#[derive(Clone, Copy, ValueEnum)]
enum EmitFormat {
    /// Device command wire lines
    Commands,
    /// Frame records as newline-delimited JSON
    Records,
}

#[derive(Clone, Copy, ValueEnum)]
enum LogFormat {
    Text,
    Json,
}

#[derive(Clone, ValueEnum)]
enum SchemaType {
    /// Engine configuration
    Config,
    /// Metrics snapshot input
    Snapshot,
    /// Frame record output
    Output,
}

fn main() -> ExitCode {
    let cli = Cli::parse();
    init_tracing(cli.verbose, cli.quiet, cli.log_format);

    match run(cli.command) {
        Ok(()) => ExitCode::SUCCESS,
        Err(e) => {
            eprintln!(
                "{}",
                serde_json::to_string(&CliError::from(e))
                    .unwrap_or_else(|_| "Unknown error".to_string())
            );
            ExitCode::FAILURE
        }
    }
}

fn init_tracing(verbose: u8, quiet: bool, format: LogFormat) {
    let level = match (quiet, verbose) {
        (true, _) => Level::WARN,
        (false, 0) => Level::INFO,
        (false, 1) => Level::DEBUG,
        (false, _) => Level::TRACE,
    };

    let builder = tracing_subscriber::fmt()
        .with_max_level(level)
        .with_writer(io::stderr);

    match format {
        LogFormat::Text => builder.init(),
        LogFormat::Json => builder.json().init(),
    }
}

fn run(command: Commands) -> Result<(), LumenCliError> {
    match command {
        Commands::Run {
            config,
            snapshot,
            actuator,
            interval,
            retry_delay,
            device,
            emit,
            max_ticks,
        } => cmd_run(
            &config,
            &snapshot,
            actuator.into(),
            Duration::from_secs(interval),
            Duration::from_secs(retry_delay),
            device.as_deref(),
            emit,
            max_ticks,
        ),

        Commands::Tick {
            config,
            metrics,
            at,
            actuator,
            pretty,
        } => cmd_tick(&config, &metrics, at.as_deref(), actuator.into(), pretty),

        Commands::Render {
            kelvin,
            intensity,
            actuator,
        } => cmd_render(kelvin, intensity, actuator.into()),

        Commands::Validate { config, json } => cmd_validate(&config, json),

        Commands::Doctor {
            config,
            snapshot,
            json,
        } => cmd_doctor(config.as_deref(), snapshot.as_deref(), json),

        Commands::Schema { schema_type } => cmd_schema(schema_type),
    }
}

#[allow(clippy::too_many_arguments)]
fn cmd_run(
    config_path: &Path,
    snapshot_path: &Path,
    actuator: ActuatorKind,
    interval: Duration,
    retry_delay: Duration,
    device: Option<&Path>,
    emit: EmitFormat,
    max_ticks: Option<u64>,
) -> Result<(), LumenCliError> {
    let config = LightingConfig::load(config_path)?;
    let mut engine = LightingEngine::new(config)?;
    let encoder = FrameEncoder::new();

    let mut sink: Box<dyn Write> = match device {
        Some(path) => Box::new(open_device(path)?),
        None => Box::new(io::stdout()),
    };

    info!(
        actuator = %actuator,
        snapshot = %snapshot_path.display(),
        instance_id = encoder.instance_id(),
        "lighting control started"
    );

    let mut ticks: u64 = 0;
    loop {
        let snapshot = match read_snapshot(snapshot_path) {
            Ok(Some(snapshot)) => snapshot,
            Ok(None) => {
                debug!(snapshot = %snapshot_path.display(), "snapshot not found; waiting");
                thread::sleep(retry_delay);
                continue;
            }
            Err(e) => {
                warn!(error = %e, "skipping tick: unreadable snapshot");
                thread::sleep(retry_delay);
                continue;
            }
        };

        let (frame, command) = engine.tick_for(&snapshot, TimeOfDay::now_local(), actuator);

        let line = match emit {
            EmitFormat::Commands => command.to_wire_line()?,
            EmitFormat::Records => {
                encoder.encode_to_json(frame.clone(), command, snapshot.timestamp.clone())? + "\n"
            }
        };

        // A failed device write loses one tick; the next tick retries
        if let Err(e) = sink.write_all(line.as_bytes()).and_then(|_| sink.flush()) {
            warn!(error = %e, "failed to write command");
        }

        info!(
            "I={:.2} CCT={}K {} HR={:?} Stress={:?} SleepScore={:?}",
            frame.smoothed.intensity,
            frame.smoothed.cct_kelvin as i64,
            describe_command(&command),
            snapshot.latest_hr,
            snapshot.stress_avg,
            snapshot.sleep_score
        );

        ticks += 1;
        if max_ticks.is_some_and(|max| ticks >= max) {
            break;
        }
        thread::sleep(interval);
    }

    Ok(())
}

☆ ☆ ☆ ☆ ☆

■ EXERCISE DESCRIPTION: Among the lines above, return those that hold the word "match".

■ RESULT OF THE EXERCISE:
    match run(cli.command) {
    let level = match (quiet, verbose) {
    match format {
    match command {
    let mut sink: Box<dyn Write> = match device {
        let snapshot = match read_snapshot(snapshot_path) {
        let line = match emit {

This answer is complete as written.